禽流感病毒RT-PCR及多重RT-PCR检测技术的建立

研究建立了禽流感病毒(AIV)A型、H5、N1、H9、N2亚型特异性RT-PCR及H5/N1、H9/N2、A/H5/N1多重RT-PCR检测技术,用于检测或同时检测和鉴别A型及H5N1、H9N2亚型AIV。所建立的RT-PCR和多重RT-PCR从核酸提取、基因扩增到产物分析在3~4h内即可完成,经对36株AIV及相关病毒分离物检测,与病毒分离鉴定的结果完全一致,且与相关病毒或其他亚型无交叉反应。采用多重RT-PCR检测80份棉拭子样品,并与病毒分离鉴定方法比较,二者H5N1、H9N2亚型的鉴定结果完全吻合。结果表明,该方法具有快速、敏感、特异等优点,为临诊样品中AIV型及H5N1、H9N2亚型鉴定和诊断的有效方法。
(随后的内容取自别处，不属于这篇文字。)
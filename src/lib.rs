//! fetchq core library
//!
//! A client-side HTTP request engine: prioritized request queueing, a tiered
//! response cache with promotion, per-request retry with growing timeouts,
//! callbacks delivered on one context, and resumable file downloads with
//! pause/resume.
//!
//! # Architecture
//!
//! The library is organized into the following modules:
//! - [`request`] - Requests, strategies (text, JSON, file) and responses
//! - [`queue`] - Admission, priority ordering and worker management
//! - [`cache`] - Cache tiers and the promoting [`CacheChain`](cache::CacheChain)
//! - [`network`] - The transport capability and its `reqwest` implementation
//! - [`retry`] - Retry policy with timeout back-off
//! - [`delivery`] - The context listener callbacks run on
//! - [`download`] - Bounded-parallelism download scheduler
//! - [`engine`] - Wires all of the above from an [`EngineConfig`]
//!
//! Requests move from the queue to the cache worker, which answers from cache
//! or forwards to the network workers; every outcome reaches the caller's
//! [`Listener`] through [`Delivery`].

// Clippy lints - strict for library code
#![deny(clippy::unwrap_used)]
#![deny(clippy::expect_used)]
#![warn(clippy::pedantic)]
#![allow(clippy::module_name_repetitions)]

pub mod cache;
pub mod config;
pub mod delivery;
pub(crate) mod dispatch;
pub mod download;
pub mod engine;
pub mod error;
pub mod listener;
pub mod network;
pub mod queue;
pub mod request;
pub mod retry;
mod user_agent;

// Re-export commonly used types
pub use config::{ConfigError, EngineConfig};
pub use delivery::{Delivery, DeliveryLoop};
pub use download::{DownloadController, DownloadStatus, DownloaderError, FileDownloader};
pub use engine::{Engine, EngineError};
pub use error::RequestError;
pub use listener::Listener;
pub use queue::{QueueOptions, RequestQueue};
pub use request::{Priority, Request, Response};
pub use retry::{RetryDecision, RetryPolicy};
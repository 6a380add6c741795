//! Raw and typed responses.

use bytes::Bytes;

use crate::cache::CacheEntry;
use crate::error::RequestError;

/// Status, body bytes, and charset of a completed HTTP exchange.
///
/// Also synthesized from a cache entry when a request is served from cache,
/// in which case the status is always 200.
#[derive(Debug, Clone, PartialEq, Eq)]
pub struct NetworkResponse {
    /// HTTP status code.
    pub status: u16,
    /// Response body.
    pub data: Bytes,
    /// Charset parsed from `Content-Type`, or the configured default.
    pub charset: String,
}

impl NetworkResponse {
    /// Creates a response.
    pub fn new(status: u16, data: Bytes, charset: impl Into<String>) -> Self {
        Self {
            status,
            data,
            charset: charset.into(),
        }
    }

    /// Rebuilds a 200 response from a cached entry.
    #[must_use]
    pub fn from_cache(entry: &CacheEntry) -> Self {
        Self::new(200, entry.data.clone(), entry.charset.clone())
    }

    /// Returns true for 2xx statuses.
    #[must_use]
    pub fn is_success(&self) -> bool {
        (200..300).contains(&self.status)
    }
}

/// Typed outcome of parsing a [`NetworkResponse`].
///
/// A successful response optionally carries the cache entry to store. An
/// intermediate response is a stale cache hit delivered while a refresh is
/// still in flight; the request's final outcome follows it.
#[derive(Debug)]
pub struct Response<T> {
    result: Result<T, RequestError>,
    cache_entry: Option<CacheEntry>,
    intermediate: bool,
}

impl<T> Response<T> {
    /// Successful result whose body may be cached.
    pub fn success(result: T, response: &NetworkResponse) -> Self {
        Self {
            result: Ok(result),
            cache_entry: Some(CacheEntry::new(
                response.data.clone(),
                response.charset.clone(),
            )),
            intermediate: false,
        }
    }

    /// Successful result that must never be cached.
    pub fn uncached(result: T) -> Self {
        Self {
            result: Ok(result),
            cache_entry: None,
            intermediate: false,
        }
    }

    /// Failed result.
    pub fn error(error: RequestError) -> Self {
        Self {
            result: Err(error),
            cache_entry: None,
            intermediate: false,
        }
    }

    /// Returns true when the result is a value rather than an error.
    #[must_use]
    pub fn is_success(&self) -> bool {
        self.result.is_ok()
    }

    /// Returns true when a final response will follow this one.
    #[must_use]
    pub fn is_intermediate(&self) -> bool {
        self.intermediate
    }

    /// The parsed value or the error.
    #[must_use]
    pub fn result(&self) -> &Result<T, RequestError> {
        &self.result
    }

    /// The entry to write to the cache chain, if any.
    #[must_use]
    pub fn cache_entry(&self) -> Option<&CacheEntry> {
        self.cache_entry.as_ref()
    }

    pub(crate) fn cache_entry_mut(&mut self) -> Option<&mut CacheEntry> {
        self.cache_entry.as_mut()
    }

    pub(crate) fn mark_intermediate(&mut self) {
        self.intermediate = true;
    }

    /// Consumes the response, returning the parsed value or the error.
    pub fn into_result(self) -> Result<T, RequestError> {
        self.result
    }
}
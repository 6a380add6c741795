//! Blocking priority channel feeding a pipeline stage.

use std::cmp::Ordering;
use std::collections::BinaryHeap;
use std::sync::{Arc, Mutex, MutexGuard};

use tokio::sync::Notify;
use tokio_util::sync::CancellationToken;

use crate::dispatch::Dispatch;

struct Queued(Arc<dyn Dispatch>);

impl PartialEq for Queued {
    fn eq(&self, other: &Self) -> bool {
        self.cmp(other) == Ordering::Equal
    }
}

impl Eq for Queued {}

impl PartialOrd for Queued {
    fn partial_cmp(&self, other: &Self) -> Option<Ordering> {
        Some(self.cmp(other))
    }
}

impl Ord for Queued {
    // BinaryHeap pops the greatest element; the greatest is the one dispatched first.
    fn cmp(&self, other: &Self) -> Ordering {
        other.0.core().dispatch_cmp(self.0.core())
    }
}

/// Unbounded queue ordered by priority, then admission sequence.
#[derive(Default)]
pub(crate) struct PriorityChannel {
    heap: Mutex<BinaryHeap<Queued>>,
    notify: Notify,
}

impl PriorityChannel {
    pub(crate) fn new() -> Self {
        Self::default()
    }

    pub(crate) fn push(&self, request: Arc<dyn Dispatch>) {
        self.lock().push(Queued(request));
        self.notify.notify_one();
    }

    pub(crate) fn try_pop(&self) -> Option<Arc<dyn Dispatch>> {
        self.lock().pop().map(|queued| queued.0)
    }

    /// Waits for the next request. Returns `None` once `shutdown` fires.
    pub(crate) async fn pop(&self, shutdown: &CancellationToken) -> Option<Arc<dyn Dispatch>> {
        loop {
            let notified = self.notify.notified();
            tokio::pin!(notified);
            // register interest before checking so a concurrent push is not missed
            notified.as_mut().enable();

            if shutdown.is_cancelled() {
                return None;
            }
            if let Some(request) = self.try_pop() {
                return Some(request);
            }

            tokio::select! {
                () = &mut notified => {}
                () = shutdown.cancelled() => return None,
            }
        }
    }

    pub(crate) fn len(&self) -> usize {
        self.lock().len()
    }

    fn lock(&self) -> MutexGuard<'_, BinaryHeap<Queued>> {
        self.heap
            .lock()
            .unwrap_or_else(std::sync::PoisonError::into_inner)
    }
}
Development of RT-PCR and multiplex RT-PCR for detecting avian influenza virus

The type A-specific and H5, N1, H9, N2 subtype-specific RT-PCR, and further the H5/N1, H9N2, A/H5/N1 specific multiplex RT-PCR assays, based on the matrix, hemagglutinin and neuraminidase genes of known avian influenza virus, were developed for detection or detection-and-differentiation of H5N1 and H9N2 subtypes. The entire nucleic acid isolation, amplification, and detection procedure was completed within 3-4h. A total of 36 (isolates) of avian influenza and clinically relevant diseases were detected by the RT-PCR and the multiplex RT-PCR assays respectively. The results showed the assays were sensitive and high specific, with no cross-reaction to other subtype or clinically relevant viruses, and gave an excellent (100%) correlation with the conventional virus isolation method. The multiplex RT-PCR and the conventional virus isolation agreed on the H5N1, H9N2 subtypes determination of 80 swab samples. These methods therefore provide rapid, simple, cheap, safe, sensitive, type-specific and subtype-specific identification and diagnosis of H5N1 and H9N2 avian influenza virus in clinical samples.